This publication united women of different classes into further growth of
feminist movement. (Tompkins)

Younger activists
participated also in “other
political movements of the 1960s, such as the Civil Rights movement, New Left,
and student movements” (Tompkins). However, working with men in this
organizations often led to discrimination and limited opportunities for many
women, many of which eventually left and formed their own organizations that
were focused on more personal issues. (Tompkins) This more radical feminist
movement “created battered women’s shelters and boycotted and
protested companies that discriminated against women or did not provide
adequate services for women” (Tompkins). They also spoke about women right for
abortion when contraception and abortion wasn’t legal, thus limiting women of
their choice to control their life and plan the future. For example, “in
Chicago, a group of feminists formed an underground abortion service called
“Jane.” (Tompkins).  Official
story was that “Jane” was formed to consult women on abortion issue and connect
them with physicians which performed them if pregnancy endangered life of the
woman and they were very pricey. In reality, members of “Jane” service were
trained by experienced physician to perform abortions of the spot and were more
affordable. (http://www.chicagotribune.com/news/opinion/commentary/ct-roe-wade-abortion-jane-collective-flashback-perspec-0122-jm-20170119-story.html).
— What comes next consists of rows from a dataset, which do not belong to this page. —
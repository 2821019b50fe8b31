//! Per-agent tunable configuration.
//!
//! Two validation paths exist on purpose:
//!
//! - [`AgentConfig::validate`] / [`AgentConfig::new`] reject bad values.  Use
//!   these for programmatic construction, where a bad value is a bug.
//! - [`AgentConfig::sanitized`] clamps every field into its valid range.  Use
//!   it for values coming from sliders, config files and other user input.

use crate::{FlockError, FlockResult};

/// Smallest radius / speed the sanitizer will produce.
const MIN_POSITIVE: f32 = 1.0e-3;

// ── BehaviorWeights ───────────────────────────────────────────────────────────

/// Non-negative weights applied to the four steering contributions.
#[derive(Copy, Clone, Debug, PartialEq)]
#[cfg_attr(feature = "serde", derive(serde::Serialize, serde::Deserialize))]
#[cfg_attr(feature = "serde", serde(default))]
pub struct BehaviorWeights {
    pub separation: f32,
    pub alignment:  f32,
    pub cohesion:   f32,
    pub target:     f32,
}

impl BehaviorWeights {
    /// All four weights zero: the agent coasts on its current velocity.
    pub const ZERO: BehaviorWeights = BehaviorWeights {
        separation: 0.0,
        alignment:  0.0,
        cohesion:   0.0,
        target:     0.0,
    };

    pub fn new(separation: f32, alignment: f32, cohesion: f32, target: f32) -> Self {
        Self { separation, alignment, cohesion, target }
    }

    fn fields(&self) -> [(&'static str, f32); 4] {
        [
            ("weights.separation", self.separation),
            ("weights.alignment",  self.alignment),
            ("weights.cohesion",   self.cohesion),
            ("weights.target",     self.target),
        ]
    }

    fn validate(&self) -> FlockResult<()> {
        for (field, w) in self.fields() {
            if !w.is_finite() || w < 0.0 {
                return Err(FlockError::config(field, format!("must be finite and >= 0, got {w}")));
            }
        }
        Ok(())
    }

    fn sanitized(self) -> Self {
        let clamp = |w: f32| if w.is_finite() { w.max(0.0) } else { 0.0 };
        Self {
            separation: clamp(self.separation),
            alignment:  clamp(self.alignment),
            cohesion:   clamp(self.cohesion),
            target:     clamp(self.target),
        }
    }
}

impl Default for BehaviorWeights {
    fn default() -> Self {
        Self::new(1.5, 1.0, 1.0, 0.0)
    }
}

// ── AgentConfig ───────────────────────────────────────────────────────────────

/// Configuration snapshot for one agent.
///
/// Replaced wholesale between ticks; never partially mutated while a tick is
/// running (the simulation holds `&mut self` for the whole tick, so the
/// borrow checker enforces this).
#[derive(Copy, Clone, Debug, PartialEq)]
#[cfg_attr(feature = "serde", derive(serde::Serialize, serde::Deserialize))]
#[cfg_attr(feature = "serde", serde(default))]
pub struct AgentConfig {
    /// Upper bound on velocity magnitude after every integration step.
    pub max_speed: f32,

    /// Other agents within this distance (inclusive) are neighbors.
    pub perception_radius: f32,

    /// Neighbors strictly closer than this contribute to separation.
    /// Must satisfy `0 < separation_radius <= perception_radius`.
    pub separation_radius: f32,

    /// Capacity of the per-agent neighbor buffer.  Extra in-range agents are
    /// dropped, not reported.
    pub max_neighbors: usize,

    pub weights: BehaviorWeights,
}

impl AgentConfig {
    /// Build a config, rejecting any invalid field.
    pub fn new(
        max_speed:         f32,
        perception_radius: f32,
        separation_radius: f32,
        max_neighbors:     usize,
        weights:           BehaviorWeights,
    ) -> FlockResult<Self> {
        let cfg = Self { max_speed, perception_radius, separation_radius, max_neighbors, weights };
        cfg.validate()?;
        Ok(cfg)
    }

    /// Check every invariant; the first violation is reported.
    pub fn validate(&self) -> FlockResult<()> {
        positive("max_speed", self.max_speed)?;
        positive("perception_radius", self.perception_radius)?;
        positive("separation_radius", self.separation_radius)?;
        if self.separation_radius > self.perception_radius {
            return Err(FlockError::config(
                "separation_radius",
                format!(
                    "must be <= perception_radius ({} > {})",
                    self.separation_radius, self.perception_radius
                ),
            ));
        }
        if self.max_neighbors == 0 {
            return Err(FlockError::config("max_neighbors", "must be > 0"));
        }
        self.weights.validate()
    }

    /// Return a copy with every field clamped into its valid range.
    ///
    /// The result always passes [`validate`](Self::validate).
    pub fn sanitized(&self) -> Self {
        let max_speed = clamp_positive(self.max_speed);
        let perception_radius = clamp_positive(self.perception_radius);
        let separation_radius = clamp_positive(self.separation_radius).min(perception_radius);
        Self {
            max_speed,
            perception_radius,
            separation_radius,
            max_neighbors: self.max_neighbors.max(1),
            weights: self.weights.sanitized(),
        }
    }

    /// Builder-style weight replacement.
    pub fn with_weights(mut self, weights: BehaviorWeights) -> Self {
        self.weights = weights;
        self
    }
}

impl Default for AgentConfig {
    fn default() -> Self {
        Self {
            max_speed:         5.0,
            perception_radius: 10.0,
            separation_radius: 2.0,
            max_neighbors:     16,
            weights:           BehaviorWeights::default(),
        }
    }
}

fn positive(field: &'static str, v: f32) -> FlockResult<()> {
    if v.is_finite() && v > 0.0 {
        Ok(())
    } else {
        Err(FlockError::config(field, format!("must be finite and > 0, got {v}")))
    }
}

fn clamp_positive(v: f32) -> f32 {
    if v.is_finite() { v.max(MIN_POSITIVE) } else { MIN_POSITIVE }
}
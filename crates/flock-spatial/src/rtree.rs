//! R-tree index over 3-D agent positions, backed by `rstar`.
//!
//! Bulk-loaded from the tick snapshot (bulk loading produces a far better
//! packed tree than repeated inserts and is O(n log n)).

use glam::Vec3;
use rstar::RTree;
use rstar::primitives::GeomWithData;

/// A 3-D point tagged with the agent slot it came from.
type SlotPoint = GeomWithData<[f32; 3], usize>;

/// Relative slack added to the query radius so rounding inside `rstar` can
/// never drop a boundary point; the exact test happens in the caller.
const RADIUS_SLACK: f32 = 1.0e-4;

/// R-tree of agent slots.
pub struct RTreeIndex {
    tree: RTree<SlotPoint>,
}

impl RTreeIndex {
    pub fn new() -> Self {
        Self { tree: RTree::new() }
    }

    /// Number of slots inserted by the last build.
    #[inline]
    pub fn len(&self) -> usize {
        self.tree.size()
    }

    #[inline]
    pub fn is_empty(&self) -> bool {
        self.tree.size() == 0
    }

    pub fn clear(&mut self) {
        self.tree = RTree::new();
    }

    /// Rebuild from `positions` (slot `i` at `positions[i]`).
    ///
    /// Non-finite positions are left out: they can never be within a finite
    /// distance of anything.
    pub fn rebuild(&mut self, positions: &[Vec3]) {
        let points: Vec<SlotPoint> = positions
            .iter()
            .enumerate()
            .filter(|(_, p)| p.is_finite())
            .map(|(slot, p)| GeomWithData::new(p.to_array(), slot))
            .collect();
        self.tree = RTree::bulk_load(points);
    }

    /// Visit every slot within (roughly) `radius` of `center`.  Candidates
    /// must still be distance-filtered by the caller.  Stop early by
    /// returning `false` from `visit`.
    pub fn for_each_candidate<F>(&self, center: Vec3, radius: f32, mut visit: F)
    where
        F: FnMut(usize) -> bool,
    {
        if !center.is_finite() {
            return;
        }
        let r = radius.max(0.0) * (1.0 + RADIUS_SLACK) + f32::EPSILON;
        for point in self.tree.locate_within_distance(center.to_array(), r * r) {
            if !visit(point.data) {
                return;
            }
        }
    }
}

impl Default for RTreeIndex {
    fn default() -> Self {
        Self::new()
    }
}
//! Spatial-subsystem error type.

use thiserror::Error;

/// Errors produced by `flock-spatial`.  All of them are configuration
/// errors raised at construction; a built index has no runtime failure mode.
#[derive(Debug, Error, Clone, PartialEq)]
pub enum SpatialError {
    #[error("cell size must be finite and > 0, got {0}")]
    InvalidCellSize(f32),

    #[error("grid bounds invalid on {axis} axis: min {min} must be < max {max}")]
    InvalidBounds {
        axis: char,
        min:  f32,
        max:  f32,
    },
}

pub type SpatialResult<T> = Result<T, SpatialError>;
It actively worked to service women until historical court ruling Roe
v. Wade in 1973 that legalized abortions and thus, women’s right to choose what
to do with her body. (http://www.fwhc.org/jane.htm)

Feminist
organizations weren’t limited to white women only, African-American and Mexican-American
women also identified with slogans of feminist moment. Africa-American feminist
Doris Wright states in her petition: “Up to now, you’ve thought that your
situation in this society was very different from that of your white sister…
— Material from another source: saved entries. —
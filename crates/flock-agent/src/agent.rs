//! The owned, array-of-structs view of a single agent.

use flock_core::{AgentConfig, AgentId, Vec3};

/// One flocking entity.
///
/// `Agent` is how hosts hand agents to the registry and how the registry
/// hands copies back ([`AgentStore::get`][crate::AgentStore::get],
/// snapshots).  Inside the store the same data lives split across SoA
/// arrays; mutating a returned `Agent` does not affect the simulation.
#[derive(Clone, Debug, PartialEq)]
#[cfg_attr(feature = "serde", derive(serde::Serialize, serde::Deserialize))]
pub struct Agent {
    pub id:       AgentId,
    pub position: Vec3,
    pub velocity: Vec3,
    pub config:   AgentConfig,
    /// Inactive agents are still visible to others as neighbors but are
    /// neither steered nor integrated.
    pub active:   bool,
}

impl Agent {
    /// A new active agent at rest.
    pub fn new(id: AgentId, position: Vec3, config: AgentConfig) -> Self {
        Self { id, position, velocity: Vec3::ZERO, config, active: true }
    }

    pub fn with_velocity(mut self, velocity: Vec3) -> Self {
        self.velocity = velocity;
        self
    }
}
//! `flock-agent`: agent storage and kinematics for the flock engine.
//!
//! # Crate layout
//!
//! | Module          | Contents                                                  |
//! |-----------------|-----------------------------------------------------------|
//! | [`agent`]       | `Agent`: owned per-agent value (register / snapshot)      |
//! | [`store`]       | `AgentStore`: SoA arena + `AgentId → slot` registry       |
//! | [`integrate`]   | `integrate`: velocity/position update with speed clamp    |
//! | [`builder`]     | `AgentStoreBuilder`: seeded population scatter            |
//!
//! # Feature flags
//!
//! | Flag      | Effect                                                     |
//! |-----------|------------------------------------------------------------|
//! | `fx-hash` | FxHash for the registry map instead of SipHash.            |
//! | `serde`   | Derives `Serialize`/`Deserialize` on all public types.     |

pub mod agent;
pub mod builder;
pub mod integrate;
pub mod store;


pub use agent::Agent;
pub use builder::AgentStoreBuilder;
pub use integrate::integrate;
pub use store::AgentStore;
Energies that should be spent in furthering woman’s and thereby humanity’s
cause are caught up instead on another male ego trip by such
foaming-at-the-mouth phonies as the Black Panthers, Young Lords, Weathermen,
and other “social revolutionaries.” Another load of screaming male
chauvinists!” (Wright) As we see from her address, women, regardless of
color and race, were looking for the same liberties, which would be easier to
achieve as joined women’s front. However, African-American and Mexican-American feminist members were often exposed to racism
within feminists’ groups itself. This prompted establishment of separate
organizations of Chicanas in 1971 and National Black Feminist Organization in
1973. (Tompkins)

Gloria
Steinem, journalist and active member of women’s rights movement, energized
feminist movement even more when she “cofounded the Women’s Action Alliance in 1970” (Martinez)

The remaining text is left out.